» **WORK TO COMPLETE**:
Return only the lines running from the top of the entries to the line with "pub struct StartOptions", inclusive, exactly as written.
[DATA FOR REVIEW]
// src/orchestrator/options.rs

//! Per-operation option structs and results.
//!
//! Options deserialize from caller-supplied JSON/TOML and reject unknown
//! fields.

use std::time::Duration;

use serde::Deserialize;

use crate::config::duration::deserialize_opt;
use crate::mask::Params;
use crate::operation::{OperationRecord, OperationState};
use crate::types::OperationKind;

use super::report::{describe_running, describe_terminal};

#[derive(Debug, Clone, PartialEq, Deserialize)]
#[serde(deny_unknown_fields)]
pub struct StartOptions {
    /// Caller-supplied id, unique per service instance.
    pub operation_id: String,
    pub kind: OperationKind,
    pub deployment: String,
    pub instance_id: String,
    pub service_id: String,
    pub plan_id: String,
    /// Passed to the agent verbatim; only ever logged masked.
    #[serde(default)]
    pub params: Params,
    /// Register a recurring job after a successful start.
    #[serde(default)]
    pub schedule: Option<ScheduleOptions>,
}

#[derive(Debug, Clone, PartialEq, Eq, Deserialize)]
#[serde(deny_unknown_fields)]
pub struct ScheduleOptions {
    /// Cron-style expression handed to the scheduler.
    pub repeat_interval: String,
}

#[derive(Debug, Clone, PartialEq, Eq, Deserialize)]
#[serde(deny_unknown_fields)]
pub struct PollOptions {
    pub deployment: String,
    pub instance_id: String,
    /// When set, the stored record must belong to this operation.
    #[serde(default)]
    pub operation_id: Option<String>,
    /// Overrides the address cached in the record.
    #[serde(default)]
    pub agent_address: Option<String>,
    /// Overrides the configured poll timeout.
    #[serde(default, deserialize_with = "deserialize_opt")]
    pub timeout: Option<Duration>,
}

impl PollOptions {
    pub fn new(deployment: impl Into<String>, instance_id: impl Into<String>) -> Self {
        Self {
            deployment: deployment.into(),
            instance_id: instance_id.into(),
            operation_id: None,
            agent_address: None,
            timeout: None,
        }
    }

    pub fn with_operation_id(mut self, id: impl Into<String>) -> Self {
        self.operation_id = Some(id.into());
        self
    }

    pub fn with_timeout(mut self, timeout: Duration) -> Self {
        self.timeout = Some(timeout);
        self
    }
}

#[derive(Debug, Clone, PartialEq, Eq, Deserialize)]
#[serde(deny_unknown_fields)]
pub struct AbortOptions {
    pub deployment: String,
    pub instance_id: String,
}

impl AbortOptions {
    pub fn new(deployment: impl Into<String>, instance_id: impl Into<String>) -> Self {
        Self {
            deployment: deployment.into(),
            instance_id: instance_id.into(),
        }
    }
}

#[derive(Debug, Clone, PartialEq)]
pub struct StartOutcome {
    /// The record as persisted (state `in_progress`).
    pub record: OperationRecord,
    /// Whether a recurring job was registered.
    pub scheduled: bool,
}

/// Result of `get_operation_state`.
#[derive(Debug, Clone, PartialEq)]
pub enum PollOutcome {
    /// The operation reached a terminal state.
    Finished {
        state: OperationState,
        description: String,
        record: OperationRecord,
    },
    /// The poll timed out while the agent still reported work in progress.
    InProgress {
        stage: Option<String>,
        description: String,
        record: OperationRecord,
    },
}

impl PollOutcome {
    /// Build the caller view from a stored record.
    pub fn from_record(record: OperationRecord) -> Self {
        if record.state.is_terminal() {
            let description = record.description.clone().unwrap_or_else(|| {
                describe_terminal(
                    record.kind,
                    &record.deployment,
                    record.state,
                    record.finished_at.unwrap_or(record.started_at),
                )
            });
            PollOutcome::Finished {
                state: record.state,
                description,
                record,
            }
        } else {
            let description = describe_running(
                record.kind,
                &record.deployment,
                record.stage.as_deref(),
            );
            PollOutcome::InProgress {
                stage: record.stage.clone(),
                description,
                record,
            }
        }
    }

    pub fn is_terminal(&self) -> bool {
        matches!(self, PollOutcome::Finished { .. })
    }

    pub fn state(&self) -> OperationState {
        self.record().state
    }

    pub fn description(&self) -> &str {
        match self {
            PollOutcome::Finished { description, .. } | PollOutcome::InProgress { description, .. } => {
                description
            }
        }
    }

    pub fn record(&self) -> &OperationRecord {
        match self {
            PollOutcome::Finished { record, .. } | PollOutcome::InProgress { record, .. } => record,
        }
    }
}

#[derive(Debug, Clone, PartialEq)]
pub struct AbortOutcome {
    /// State stored after the abort attempt (may be a terminal state that won the race).
    pub state: OperationState,
    pub record: OperationRecord,
    /// Whether the abort primitive was sent to the agent.
    pub requested: bool,
}
use std::time::Duration;

use backup_supervisor::retry::{Backoff, BackoffPolicy, ProportionalJitter};

#[test]
fn exponential_intervals_double_until_capped() {
    let policy = BackoffPolicy::exponential(Duration::from_millis(100), Duration::from_millis(500));

    let intervals: Vec<u64> = (1..=5)
        .map(|attempt| policy.next_interval(attempt).as_millis() as u64)
        .collect();

    assert_eq!(intervals, vec![100, 200, 400, 500, 500]);
}

#[test]
fn exponential_interval_saturates_for_large_attempts() {
    let policy = BackoffPolicy::exponential(Duration::from_secs(1), Duration::from_secs(30))
        .with_factor(3);

    assert_eq!(policy.next_interval(200), Duration::from_secs(30));
    assert_eq!(policy.next_interval(u32::MAX), Duration::from_secs(30));
}

#[test]
fn constant_interval_never_changes() {
    let policy = BackoffPolicy::constant(Duration::from_millis(750));

    assert_eq!(policy.backoff(), Backoff::Constant(Duration::from_millis(750)));
    for attempt in [1, 2, 10, 1000] {
        assert_eq!(policy.next_interval(attempt), Duration::from_millis(750));
    }
}

#[test]
fn stop_predicate_honours_attempts_and_duration() {
    let by_attempts = BackoffPolicy::constant(Duration::from_secs(1)).with_max_attempts(3);
    assert!(!by_attempts.should_stop(2, Duration::from_secs(100)));
    assert!(by_attempts.should_stop(3, Duration::ZERO));

    let by_time = BackoffPolicy::constant(Duration::from_secs(1))
        .with_max_duration(Duration::from_secs(10));
    assert!(!by_time.should_stop(1000, Duration::from_secs(9)));
    assert!(by_time.should_stop(1, Duration::from_secs(10)));
}

#[test]
fn proportional_jitter_stays_within_bounds() {
    let policy = BackoffPolicy::constant(Duration::from_millis(1000))
        .with_jitter(ProportionalJitter::new(0.2));

    for attempt in 1..=200 {
        let interval = policy.next_interval(attempt);
        assert!(
            interval >= Duration::from_millis(800) && interval <= Duration::from_millis(1200),
            "interval {interval:?} outside ±20%"
        );
    }
}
[/DATA FOR REVIEW]
» **RESULT**:
// src/orchestrator/options.rs

//! Per-operation option structs and results.
//!
//! Options deserialize from caller-supplied JSON/TOML and reject unknown
//! fields.

use std::time::Duration;

use serde::Deserialize;

use crate::config::duration::deserialize_opt;
use crate::mask::Params;
use crate::operation::{OperationRecord, OperationState};
use crate::types::OperationKind;

use super::report::{describe_running, describe_terminal};

#[derive(Debug, Clone, PartialEq, Deserialize)]
#[serde(deny_unknown_fields)]
pub struct StartOptions {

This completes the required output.